La croyance indistincte, indéfinissable, à je ne sais quoi d'autre à côté du réel, du quotidien, de l'avoué, m'habita durant nombre d'années ; et je ne suis pas sûr de n'en pas retrouver en moi, encore aujourd'hui, quelques restes. Rien de commun avec les contes de fées, de goules ou de sorcières ; peut-être plutôt avec ceux d'Hoffmann ou d'Andersen.
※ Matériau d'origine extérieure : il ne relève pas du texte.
// SPDX-FileCopyrightText: 2026 Comanda Contributors
// SPDX-License-Identifier: MIT OR Apache-2.0

//! Core library for Comanda.
//!
//! This crate holds the order data model (chat turns, line items, extracted
//! orders, catalog products), the error type shared by every crate, and the
//! adapter traits the pipeline talks to: the language backend, the
//! conversation store and the catalog store. It performs no I/O.

pub mod error;
pub mod traits;
pub mod types;

// Re-export key items at crate root for ergonomic imports.
pub use error::{ComandaError, ErrorKind};
pub use types::{
    AdapterType, BackendReply, CatalogProduct, ChatTurn, ConversationSummary, ExtractedOrder,
    FunctionCall, FunctionSchema, HealthStatus, LineItem, MatchPredicates, NewProduct,
    ProviderRequest, ProviderResponse, Role, TokenUsage, Volume,
};

pub use traits::{CatalogStore, ConversationStore, PluginAdapter, ProviderAdapter};
#[tokio::test]
async fn timed_out_backend_is_retried_once() {
    let provider = MockProvider::new()
        .then_delayed(Duration::from_secs(2), BackendReply::Content("late".into()))
        .then_extraction(json!({"items": [{"productName": "vape"}], "date": "", "time": ""}));
    let harness = TestHarness::builder()
        .with_provider(provider)
        .with_backend_timeout(Duration::from_millis(100))
        .build()
        .await
        .unwrap();

    let outcome = harness.send_at(monday(), None, "one vape").await.unwrap();
    assert_eq!(outcome.order.items, vec![LineItem::new("vape")]);
    assert_eq!(harness.provider.call_count(), 2);
}

#[tokio::test]
async fn second_timeout_is_backend_unavailable_and_nothing_is_persisted() {
    let slow = BackendReply::Content("late".into());
    let provider = MockProvider::new()
        .then_delayed(Duration::from_secs(2), slow.clone())
        .then_delayed(Duration::from_secs(2), slow);
    let harness = TestHarness::builder()
        .with_provider(provider)
        .with_backend_timeout(Duration::from_millis(100))
        .build()
        .await
        .unwrap();

    let err = harness
        .send_at(monday(), Some("conv-slow"), "one vape")
        .await
        .unwrap_err();
    assert_eq!(err.kind(), ErrorKind::BackendUnavailable);
    assert_eq!(harness.provider.call_count(), 2);

    let history = ConversationStore::list(harness.storage.as_ref(), "conv-slow")
        .await
        .unwrap();
    assert!(history.is_empty());
}

#[tokio::test]
async fn backend_failure_is_retried_once() {
    let provider = MockProvider::new()
        .then_error(ComandaError::BackendUnavailable {
            message: "connection reset by peer".into(),
            source: None,
        })
        .then_extraction(json!({"items": [{"productName": "vape"}], "date": "", "time": ""}));
    let harness = TestHarness::builder()
        .with_provider(provider)
        .build()
        .await
        .unwrap();

    let outcome = harness.send_at(monday(), None, "one vape").await.unwrap();
    assert_eq!(outcome.order.items, vec![LineItem::new("vape")]);
    assert_eq!(harness.provider.call_count(), 2);
}

#[tokio::test]
async fn repeated_backend_failure_surfaces_after_two_attempts() {
    let unavailable = || ComandaError::BackendUnavailable {
        message: "HTTP 503".into(),
        source: None,
    };
    let provider = MockProvider::new()
        .then_error(unavailable())
        .then_error(unavailable());
    let harness = TestHarness::builder()
        .with_provider(provider)
        .build()
        .await
        .unwrap();

    let err = harness
        .send_at(monday(), Some("conv-down"), "one vape")
        .await
        .unwrap_err();
    assert_eq!(err.kind(), ErrorKind::BackendUnavailable);
    assert!(err.to_string().contains("HTTP 503"), "got: {err}");
    assert_eq!(harness.provider.call_count(), 2);

    let history = ConversationStore::list(harness.storage.as_ref(), "conv-down")
        .await
        .unwrap();
    assert!(history.is_empty());
}
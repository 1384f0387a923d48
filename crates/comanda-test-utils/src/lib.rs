// SPDX-FileCopyrightText: 2026 Comanda Contributors
// SPDX-License-Identifier: MIT OR Apache-2.0

//! Test utilities for Comanda integration tests.
//!
//! Provides a scripted backend and a harness over temp SQLite for fast,
//! deterministic, CI-runnable tests without external services.
//!
//! # Components
//!
//! - [`MockProvider`] - Mock language backend with scripted replies
//! - [`TestHarness`] - Pipeline wired to the mock backend and temp storage

pub mod harness;
pub mod mock_provider;

pub use harness::{TestHarness, TestHarnessBuilder};
pub use mock_provider::{MockProvider, extraction_call};
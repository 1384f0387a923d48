// SPDX-FileCopyrightText: 2026 Comanda Contributors
// SPDX-License-Identifier: MIT OR Apache-2.0

//! Test harness for end-to-end pipeline tests.
//!
//! `TestHarness` wires an [`OrderPipeline`] to a mock backend and a temp
//! SQLite database. Seed the catalog, script the backend, then drive turns
//! with `send_at()`.

use std::sync::Arc;
use std::time::Duration;

use comanda_agent::{OrderPipeline, PipelineSettings, TurnOutcome};
use comanda_config::model::StorageConfig;
use comanda_context::{ConversationAssembler, DynamicZone, StaticZone};
use comanda_core::{CatalogProduct, CatalogStore, ComandaError, NewProduct};
use comanda_extract::TemporalContext;
use comanda_storage::SqliteStorage;

use crate::mock_provider::MockProvider;

/// Builder for creating test environments.
pub struct TestHarnessBuilder {
    provider: MockProvider,
    system_prompt: String,
    max_history_turns: Option<usize>,
    backend_timeout: Duration,
    catalog: Vec<NewProduct>,
}

impl TestHarnessBuilder {
    fn new() -> Self {
        Self {
            provider: MockProvider::new(),
            system_prompt: "You take product orders for a test shop.".to_string(),
            max_history_turns: None,
            backend_timeout: Duration::from_secs(5),
            catalog: Vec::new(),
        }
    }

    pub fn with_provider(mut self, provider: MockProvider) -> Self {
        self.provider = provider;
        self
    }

    pub fn with_system_prompt(mut self, prompt: impl Into<String>) -> Self {
        self.system_prompt = prompt.into();
        self
    }

    pub fn with_max_history_turns(mut self, turns: usize) -> Self {
        self.max_history_turns = Some(turns);
        self
    }

    pub fn with_backend_timeout(mut self, timeout: Duration) -> Self {
        self.backend_timeout = timeout;
        self
    }

    /// Seed a catalog record (stored lowercased).
    pub fn with_product(mut self, name: &str, flavor: &str, quantity: u32) -> Self {
        self.catalog.push(NewProduct {
            product_name: name.to_string(),
            flavor: flavor.to_string(),
            quantity,
        });
        self
    }

    pub async fn build(self) -> Result<TestHarness, ComandaError> {
        let temp_dir =
            tempfile::TempDir::new().map_err(|e| ComandaError::Storage { source: e.into() })?;
        let db_path = temp_dir.path().join("test.db");

        let storage = SqliteStorage::new(StorageConfig {
            database_path: db_path.to_string_lossy().to_string(),
            wal_mode: true,
        });
        storage.initialize().await?;
        let storage = Arc::new(storage);

        let mut seeded = Vec::with_capacity(self.catalog.len());
        for product in &self.catalog {
            seeded.push(storage.create(product).await?);
        }

        let provider = Arc::new(self.provider);
        let assembler = ConversationAssembler::with_zones(
            StaticZone::from_prompt(self.system_prompt),
            DynamicZone::new(self.max_history_turns),
        );
        let settings = PipelineSettings {
            model: "mock-model".to_string(),
            max_tokens: 256,
            backend_timeout: self.backend_timeout,
            catalog_timeout: Duration::from_secs(5),
        };
        let pipeline = Arc::new(OrderPipeline::new(
            provider.clone(),
            storage.clone(),
            storage.clone(),
            assembler,
            settings,
        ));

        Ok(TestHarness {
            provider,
            storage,
            pipeline,
            catalog: seeded,
            _temp_dir: temp_dir,
        })
    }
}

/// A complete test environment with a mock backend and temp storage.
pub struct TestHarness {
    pub provider: Arc<MockProvider>,
    /// SQLite storage (temp DB, cleaned up on drop).
    pub storage: Arc<SqliteStorage>,
    pub pipeline: Arc<OrderPipeline>,
    /// Catalog records seeded by the builder, in insertion order.
    pub catalog: Vec<CatalogProduct>,
    _temp_dir: tempfile::TempDir,
}

impl TestHarness {
    pub fn builder() -> TestHarnessBuilder {
        TestHarnessBuilder::new()
    }

    /// Run a turn with the reference instant pinned to `ctx`.
    pub async fn send_at(
        &self,
        ctx: TemporalContext,
        conversation_id: Option<&str>,
        text: &str,
    ) -> Result<TurnOutcome, ComandaError> {
        self.pipeline.handle_turn_at(ctx, conversation_id, text).await
    }
}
Pourtant je ne les connaissais pas encore. Non, je crois bien qu'il y avait plutôt là un maladroit besoin d'épaissir la vie — besoin que la religion, plus tard, serait habile à contenter ; et une certaine propension, aussi, à supposer le clandestin. C'est ainsi qu'après la mort de mon père, si grand garçon que je fusse déjà, n'allai-je pas m'imaginer qu'il n'était pas mort pour de vrai î ou du moins — comment exprimer cette sorte d'appréhen- sion — qu'il n'était mort qu'à notre vie ouverte et diurne, mais que de nuit, secrètement, alors que je dormais, il venait retrouver ma mère. Durant le jour mes soupçons se maintenaient incertains, mais je les sentais se préciser et s'affirmer, le soir, immédiatement avant de m'endormir. Je ne cherchais pas à percer le mystère ; je sentais que j'eusse empêché tout net ce que j'eusse essayé de surprendre ; assurément j'étais trop jeune encore, et ma mère me répétait trop souvent et à propos de trop de choses : Tu comprendras plus tard — mais certains soirs, en m'abandonnant au sommeil, il me semblait vraiment que je cédais la place.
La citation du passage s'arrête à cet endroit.